**** Records for the task

//! The build descriptor
//!
//! A [`BuildDescriptor`] is built once from a [`Config`] and an
//! [`EnvSnapshot`], validated as a whole, and never mutated afterwards.
//! The bundling engine reads it through accessors and the two lookups
//! [`BuildDescriptor::resolve_output_filename`] and
//! [`BuildDescriptor::match_transform`].

mod dev_server;
mod filename;
mod optimization;
mod rules;

use std::collections::BTreeMap;
use std::fmt;
use std::path::{Path, PathBuf};

use serde::{Deserialize, Serialize};
use tracing::{debug, info};

use crate::config::Config;
use crate::env::EnvSnapshot;
use crate::error::{ConfigError, Result};
use crate::utils::{clean_path, content_digest};

pub use dev_server::{DevServerConfig, PROFILE_ENV};
pub use filename::{contains_uniqueness_token, FilenameTemplate};
pub use optimization::{AssetKind, OptimizationPlugin};
pub use rules::{FilePattern, Handler, HandlerChain, RuleSet, TransformRule};

/// Build mode
#[derive(Debug, Clone, Copy, Default, PartialEq, Eq, Serialize, Deserialize)]
#[serde(rename_all = "lowercase")]
pub enum Mode {
    Development,
    #[default]
    Production,
}

impl Mode {
    /// Interpret `NODE_ENV`: only `development` selects development
    pub fn from_node_env(value: &str) -> Self {
        if value == "development" {
            Self::Development
        } else {
            Self::Production
        }
    }

    pub fn is_production(self) -> bool {
        self == Self::Production
    }
}

impl fmt::Display for Mode {
    fn fmt(&self, f: &mut fmt::Formatter<'_>) -> fmt::Result {
        f.write_str(match self {
            Self::Development => "development",
            Self::Production => "production",
        })
    }
}

/// Where and how bundles are written
#[derive(Debug, Clone, Serialize)]
pub struct OutputConfig {
    pub directory: PathBuf,
    pub filename_template: FilenameTemplate,
    pub dev_filename_template: FilenameTemplate,
    pub clean_before_build: bool,
    /// Engine-facing template whose `[ext]` carries its own leading dot
    pub asset_filename_template: FilenameTemplate,
    pub subdirectories: BTreeMap<String, String>,
}

/// HTML page the engine emits alongside the bundles
#[derive(Debug, Clone, PartialEq, Serialize)]
pub struct HtmlPage {
    pub template: PathBuf,
    pub filename: String,
    pub minify: bool,
}

/// Validated, immutable build configuration
#[derive(Debug, Clone, Serialize)]
pub struct BuildDescriptor {
    mode: Mode,
    root: PathBuf,
    context: PathBuf,
    entry_point: PathBuf,
    output: OutputConfig,
    dev_server: DevServerConfig,
    #[serde(skip_serializing_if = "Option::is_none")]
    profile: Option<String>,
    transform_rules: RuleSet,
    optimization_plugins: Vec<OptimizationPlugin>,
    #[serde(skip_serializing_if = "Option::is_none")]
    html_page: Option<HtmlPage>,
}

impl BuildDescriptor {
    /// Load `path` and build a descriptor from it
    pub fn load(path: impl AsRef<Path>, env: &EnvSnapshot, profile: Option<&str>) -> Result<Self> {
        let config = Config::load(path)?;
        Self::from_config(&config, env, profile)
    }

    /// Validate `config` against `env` and build the descriptor
    ///
    /// `profile` selects a dev server profile; when `None`, the
    /// `PACKDESC_PROFILE` environment variable is consulted.
    pub fn from_config(config: &Config, env: &EnvSnapshot, profile: Option<&str>) -> Result<Self> {
        let mode = match env.get("NODE_ENV") {
            Some(node_env) => Mode::from_node_env(node_env),
            None => config.mode.unwrap_or_default(),
        };

        let entry = config
            .entry
            .as_deref()
            .map(str::trim)
            .filter(|e| !e.is_empty())
            .ok_or(ConfigError::MissingField("entry"))?;
        let entry_point = PathBuf::from(clean_path(entry));
        if entry_point.as_os_str().is_empty() {
            return Err(ConfigError::invalid("entry", "entry point resolves to an empty path"));
        }

        let output = Self::build_output(config, mode)?;
        let (dev_server, profile) = DevServerConfig::resolve(config, env, profile)?;
        let transform_rules = RuleSet::compile(&config.rules)?;
        let optimization_plugins = optimization::collect_plugins(&config.optimization)?;

        let html_page = match &config.html {
            Some(html) => {
                if html.template.trim().is_empty() {
                    return Err(ConfigError::MissingField("html.template"));
                }
                Some(HtmlPage {
                    template: config.root.join(&html.template),
                    filename: html.filename.clone(),
                    minify: html.minify,
                })
            }
            None => None,
        };

        debug!(
            "Descriptor has {} transform rule(s) and {} optimization plugin(s)",
            transform_rules.len(),
            optimization_plugins.len()
        );
        info!("Built {} descriptor for entry {}", mode, entry_point.display());

        Ok(Self {
            mode,
            root: config.root.clone(),
            context: PathBuf::from(&config.context),
            entry_point,
            output,
            dev_server,
            profile,
            transform_rules,
            optimization_plugins,
            html_page,
        })
    }

    fn build_output(config: &Config, mode: Mode) -> Result<OutputConfig> {
        let section = &config.output;

        if section.dir.trim().is_empty() {
            return Err(ConfigError::invalid("output.dir", "directory must not be empty"));
        }

        let filename_template = FilenameTemplate::parse("output.filename", &section.filename)?;
        if mode.is_production() && !filename_template.has_uniqueness_token() {
            return Err(ConfigError::MissingUniquenessToken(section.filename.clone()));
        }

        let subdirectories = section
            .subdirs
            .iter()
            .map(|(ext, dir)| {
                validate_subdir(ext, dir)?;
                Ok((
                    ext.trim_start_matches('.').to_string(),
                    dir.trim_end_matches('/').to_string(),
                ))
            })
            .collect::<Result<BTreeMap<_, _>>>()?;

        Ok(OutputConfig {
            directory: config.root.join(&section.dir),
            filename_template,
            dev_filename_template: FilenameTemplate::parse(
                "output.dev_filename",
                &section.dev_filename,
            )?,
            clean_before_build: section.clean,
            asset_filename_template: FilenameTemplate::parse(
                "output.asset_filename",
                &section.asset_filename,
            )?,
            subdirectories,
        })
    }

    /// Output filename for bundles with the given extension
    ///
    /// In production the uniqueness token is kept for the engine to fill
    /// at emission time. In development the result never carries one.
    pub fn resolve_output_filename(&self, extension: &str) -> String {
        let filename = match self.mode {
            Mode::Production => self.output.filename_template.with_extension(extension),
            Mode::Development => self.output.dev_filename_template.without_uniqueness(extension),
        };

        match self
            .output
            .subdirectories
            .get(extension.trim_start_matches('.'))
        {
            Some(dir) if !dir.is_empty() => {
                format!("{}/{}", dir, filename.trim_start_matches("./"))
            }
            _ => filename,
        }
    }

    /// Final filename for an emitted bundle: `[name]` and hash tokens filled
    pub fn render_output_filename(&self, extension: &str, name: &str, content: &[u8]) -> String {
        filename::fill_placeholders(
            &self.resolve_output_filename(extension),
            name,
            &content_digest(content),
        )
    }

    /// Handler chain of the first rule matching `file_path`
    ///
    /// `None` means no rule applies; what happens then is up to the engine.
    pub fn match_transform(&self, file_path: impl AsRef<Path>) -> Option<&HandlerChain> {
        self.transform_rules
            .find(file_path.as_ref())
            .map(|rule| &rule.handlers)
    }

    pub fn mode(&self) -> Mode {
        self.mode
    }

    /// Directory containing the config file
    pub fn root(&self) -> &Path {
        &self.root
    }

    /// Absolute context directory
    pub fn context_dir(&self) -> PathBuf {
        self.root.join(&self.context)
    }

    /// Entry point relative to the context directory
    pub fn entry_point(&self) -> &Path {
        &self.entry_point
    }

    /// Entry point joined onto the context directory
    pub fn entry_path(&self) -> PathBuf {
        self.context_dir().join(&self.entry_point)
    }

    pub fn output(&self) -> &OutputConfig {
        &self.output
    }

    pub fn dev_server(&self) -> &DevServerConfig {
        &self.dev_server
    }

    pub fn dev_server_url(&self) -> String {
        self.dev_server.url()
    }

    /// Dev server profile that was applied, if any
    pub fn profile(&self) -> Option<&str> {
        self.profile.as_deref()
    }

    pub fn transform_rules(&self) -> &RuleSet {
        &self.transform_rules
    }

    pub fn optimization_plugins(&self) -> &[OptimizationPlugin] {
        &self.optimization_plugins
    }

    /// Plugins minimizing the given asset type, in declared order
    pub fn plugins_for(&self, target: AssetKind) -> impl Iterator<Item = &OptimizationPlugin> {
        self.optimization_plugins
            .iter()
            .filter(move |p| p.target == target)
    }

    pub fn html_page(&self) -> Option<&HtmlPage> {
        self.html_page.as_ref()
    }

    /// Emit source maps (development only)
    pub fn source_maps(&self) -> bool {
        !self.mode.is_production()
    }

    /// Minify output (production only)
    pub fn minimize(&self) -> bool {
        self.mode.is_production()
    }
}

/// Subdirectories stay inside the output directory and carry no placeholders
fn validate_subdir(ext: &str, dir: &str) -> Result<()> {
    let field = || format!("output.subdirs.{ext}");

    if dir.contains('[') || dir.contains(']') {
        return Err(ConfigError::invalid(
            field(),
            format!("`{dir}` must not contain placeholders"),
        ));
    }
    let path = Path::new(dir);
    if path.is_absolute() || dir.starts_with('/') || dir.starts_with('\\') {
        return Err(ConfigError::invalid(
            field(),
            format!("`{dir}` must be relative to the output directory"),
        ));
    }
    if dir.split(['/', '\\']).any(|part| part == "..") {
        return Err(ConfigError::invalid(
            field(),
            format!("`{dir}` must not leave the output directory"),
        ));
    }
    Ok(())
}
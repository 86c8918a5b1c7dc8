//! Command-line interface for packdesc
//!
//! Provides the main CLI structure using clap with subcommands for:
//! - `inspect`: Print the validated descriptor
//! - `filename`: Resolve an output filename
//! - `match`: Look up the handler chain for files
//! - `scan`: Report handler chains for a whole source tree
//! - `init`: Write a starter config file

mod init;
mod inspect;
mod lookup;
mod scan;

use anyhow::{Context, Result};
use clap::{Parser, Subcommand};
use tracing::info;

use crate::config::{Config, CONFIG_FILE};
use crate::descriptor::BuildDescriptor;
use crate::env::EnvSnapshot;

pub use init::InitCommand;
pub use inspect::InspectCommand;
pub use lookup::{FilenameCommand, MatchCommand};
pub use scan::ScanCommand;

/// packdesc - declarative build pipeline descriptor for frontend bundlers
#[derive(Parser, Debug)]
#[command(name = "packdesc")]
#[command(author, version, about, long_about = None)]
#[command(propagate_version = true)]
pub struct Cli {
    #[command(subcommand)]
    pub command: Commands,

    /// Enable verbose output
    #[arg(short, long, global = true)]
    pub verbose: bool,

    /// Path to packdesc.toml config file
    #[arg(short, long, global = true, default_value = CONFIG_FILE)]
    pub config: String,

    /// Dev server profile to apply (falls back to PACKDESC_PROFILE)
    #[arg(short, long, global = true)]
    pub profile: Option<String>,
}

#[derive(Subcommand, Debug)]
pub enum Commands {
    /// Print the validated descriptor as JSON
    Inspect(InspectCommand),

    /// Print the output filename for an extension
    Filename(FilenameCommand),

    /// Print the handler chain for each file
    Match(MatchCommand),

    /// Report handler chains for every file under a directory
    Scan(ScanCommand),

    /// Write a starter config file
    Init(InitCommand),
}

impl Cli {
    /// Execute the CLI command
    pub fn execute(&self) -> Result<()> {
        match &self.command {
            Commands::Inspect(cmd) => cmd.execute(&self.descriptor()?),
            Commands::Filename(cmd) => cmd.execute(&self.descriptor()?),
            Commands::Match(cmd) => cmd.execute(&self.descriptor()?),
            Commands::Scan(cmd) => cmd.execute(&self.descriptor()?),
            Commands::Init(cmd) => cmd.execute(),
        }
    }

    /// Build the descriptor from the config file, the process environment
    /// and the `.env` file beside the config
    fn descriptor(&self) -> Result<BuildDescriptor> {
        info!("Loading configuration from {}", self.config);
        let invalid = || format!("Invalid configuration in {}", self.config);

        let config = Config::load(&self.config).with_context(invalid)?;
        let env = EnvSnapshot::from_process_with_dotenv(&config.root).with_context(invalid)?;

        BuildDescriptor::from_config(&config, &env, self.profile.as_deref()).with_context(invalid)
    }
}
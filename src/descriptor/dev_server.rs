//! Development server settings

use std::collections::BTreeMap;

use globset::Glob;
use serde::Serialize;
use tracing::debug;

use crate::config::{Config, DevServerSection, OverlaySection};
use crate::env::EnvSnapshot;
use crate::error::{ConfigError, Result};

/// Header names populated from `POWERED`
const POWERED_HEADERS: [&str; 2] = ["X-Powered-By", "Developed-By"];

/// Environment variable selecting a dev server profile
pub const PROFILE_ENV: &str = "PACKDESC_PROFILE";

/// Validated dev server configuration handed to the engine
#[derive(Debug, Clone, PartialEq, Serialize)]
pub struct DevServerConfig {
    pub port: u16,
    pub host: String,
    pub live_reload: bool,
    pub hot_module_reload: bool,
    pub static_directories: Vec<String>,
    pub watched_paths: Vec<String>,
    pub history_fallback: bool,
    pub compress: bool,
    pub open: bool,
    pub headers: BTreeMap<String, String>,
    pub client_overlay: OverlaySection,
    pub progress: bool,
    pub write_to_disk: bool,
    pub use_polling: bool,
}

impl DevServerConfig {
    /// Layer file settings, the selected profile, then the environment
    ///
    /// Returns the config and the name of the profile applied, if any.
    pub(crate) fn resolve(
        config: &Config,
        env: &EnvSnapshot,
        profile: Option<&str>,
    ) -> Result<(Self, Option<String>)> {
        let mut section = config.dev_server.clone();

        let profile = profile.or_else(|| env.get(PROFILE_ENV));
        if let Some(name) = profile {
            let overrides = config
                .profiles
                .get(name)
                .ok_or_else(|| ConfigError::UnknownProfile(name.to_string()))?;
            debug!("Applying dev server profile '{}'", name);
            overrides.apply(&mut section);
        }

        apply_env(&mut section, env)?;

        Ok((Self::validate(section)?, profile.map(str::to_string)))
    }

    fn validate(section: DevServerSection) -> Result<Self> {
        if section.host.trim().is_empty() {
            return Err(ConfigError::invalid("dev_server.host", "host must not be empty"));
        }

        // Set semantics with stable order
        let mut watched_paths: Vec<String> = Vec::with_capacity(section.watch.len());
        for glob in section.watch {
            Glob::new(&glob).map_err(|e| {
                ConfigError::invalid("dev_server.watch", format!("`{glob}`: {e}"))
            })?;
            if !watched_paths.contains(&glob) {
                watched_paths.push(glob);
            }
        }

        if let Some(blank) = section.static_dirs.iter().position(|d| d.trim().is_empty()) {
            return Err(ConfigError::invalid(
                format!("dev_server.static_dirs[{blank}]"),
                "directory must not be empty",
            ));
        }

        Ok(Self {
            port: section.port,
            host: section.host,
            live_reload: section.live_reload,
            hot_module_reload: section.hot,
            static_directories: section.static_dirs,
            watched_paths,
            history_fallback: section.history_fallback,
            compress: section.compress,
            open: section.open,
            headers: section.headers,
            client_overlay: section.overlay,
            progress: section.progress,
            write_to_disk: section.write_to_disk,
            use_polling: section.use_polling,
        })
    }

    /// Address the server is reachable at
    pub fn url(&self) -> String {
        format!("http://{}:{}", self.host, self.port)
    }
}

fn apply_env(section: &mut DevServerSection, env: &EnvSnapshot) -> Result<()> {
    if let Some(port) = env.get("PORT") {
        section.port = port.parse().map_err(|e: std::num::ParseIntError| ConfigError::InvalidEnv {
            name: "PORT",
            value: port.to_string(),
            reason: e.to_string(),
        })?;
    }

    if let Some(host) = env.get("HOST") {
        section.host = host.to_string();
    }

    if let Some(powered) = env.get("POWERED") {
        for header in POWERED_HEADERS {
            section.headers.insert(header.to_string(), powered.to_string());
        }
    }

    Ok(())
}

#[cfg(test)]
mod tests {
    use super::*;
    use pretty_assertions::assert_eq;

    const TWO_PROFILES: &str = r#"
entry = "js/app.js"

[dev_server]
port = 4000
static_dirs = ["public"]

[profiles.hot]
hot = true
live_reload = false

[profiles.live]
hot = false
static_dirs = ["public", "src/assets"]
watch = ["src/*.html", "public/*"]
"#;

    fn config() -> Config {
        Config::parse(TWO_PROFILES, ".").unwrap()
    }

    #[test]
    fn test_base_settings_without_profile() {
        let (dev, profile) = DevServerConfig::resolve(&config(), &EnvSnapshot::default(), None).unwrap();
        assert_eq!(profile, None);
        assert_eq!(dev.port, 4000);
        assert_eq!(dev.host, "127.0.0.1");
        assert!(dev.hot_module_reload);
        assert!(dev.live_reload);
        assert_eq!(dev.url(), "http://127.0.0.1:4000");
    }

    #[test]
    fn test_profiles_are_alternatives() {
        let env = EnvSnapshot::default();
        let (hot, _) = DevServerConfig::resolve(&config(), &env, Some("hot")).unwrap();
        let (live, _) = DevServerConfig::resolve(&config(), &env, Some("live")).unwrap();

        assert!(hot.hot_module_reload && !hot.live_reload);
        assert!(!live.hot_module_reload && live.live_reload);
        assert_eq!(live.static_directories, vec!["public", "src/assets"]);
        assert_eq!(live.watched_paths, vec!["src/*.html", "public/*"]);
    }

    #[test]
    fn test_profile_from_env() {
        let env = EnvSnapshot::from_pairs([(PROFILE_ENV, "live")]);
        let (dev, profile) = DevServerConfig::resolve(&config(), &env, None).unwrap();
        assert_eq!(profile.as_deref(), Some("live"));
        assert!(!dev.hot_module_reload);

        // Explicit selection wins over the environment
        let (_, profile) = DevServerConfig::resolve(&config(), &env, Some("hot")).unwrap();
        assert_eq!(profile.as_deref(), Some("hot"));
    }

    #[test]
    fn test_unknown_profile() {
        let err = DevServerConfig::resolve(&config(), &EnvSnapshot::default(), Some("warp")).unwrap_err();
        assert!(matches!(err, ConfigError::UnknownProfile(ref n) if n == "warp"));
    }

    #[test]
    fn test_env_overrides_file_and_profile() {
        let env = EnvSnapshot::from_pairs([("PORT", "8080"), ("HOST", "0.0.0.0"), ("POWERED", "Acme")]);
        let (dev, _) = DevServerConfig::resolve(&config(), &env, Some("live")).unwrap();

        assert_eq!(dev.port, 8080);
        assert_eq!(dev.host, "0.0.0.0");
        assert_eq!(
            dev.headers,
            BTreeMap::from([
                ("Developed-By".to_string(), "Acme".to_string()),
                ("X-Powered-By".to_string(), "Acme".to_string()),
            ])
        );
    }

    #[test]
    fn test_invalid_port_env() {
        let env = EnvSnapshot::from_pairs([("PORT", "eighty")]);
        let err = DevServerConfig::resolve(&config(), &env, None).unwrap_err();
        assert!(matches!(err, ConfigError::InvalidEnv { name: "PORT", .. }));
    }

    #[test]
    fn test_watched_paths_deduplicated_and_validated() {
        let mut cfg = config();
        cfg.dev_server.watch = vec!["public/*".into(), "public/*".into()];
        let (dev, _) = DevServerConfig::resolve(&cfg, &EnvSnapshot::default(), None).unwrap();
        assert_eq!(dev.watched_paths, vec!["public/*"]);

        cfg.dev_server.watch = vec!["src/[".into()];
        assert!(DevServerConfig::resolve(&cfg, &EnvSnapshot::default(), None).is_err());
    }
}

********

Problem to solve =
Set down, from the entries above, exactly the lines from the one with "let (hot, _)" up to and including the one with "assert!(!dev.hot_module_reload);", and no other lines.

Reply to the exercise =
        let (hot, _) = DevServerConfig::resolve(&config(), &env, Some("hot")).unwrap();
        let (live, _) = DevServerConfig::resolve(&config(), &env, Some("live")).unwrap();

        assert!(hot.hot_module_reload && !hot.live_reload);
        assert!(!live.hot_module_reload && live.live_reload);
        assert_eq!(live.static_directories, vec!["public", "src/assets"]);
        assert_eq!(live.watched_paths, vec!["src/*.html", "public/*"]);
    }

    #[test]
    fn test_profile_from_env() {
        let env = EnvSnapshot::from_pairs([(PROFILE_ENV, "live")]);
        let (dev, profile) = DevServerConfig::resolve(&config(), &env, None).unwrap();
        assert_eq!(profile.as_deref(), Some("live"));
        assert!(!dev.hot_module_reload);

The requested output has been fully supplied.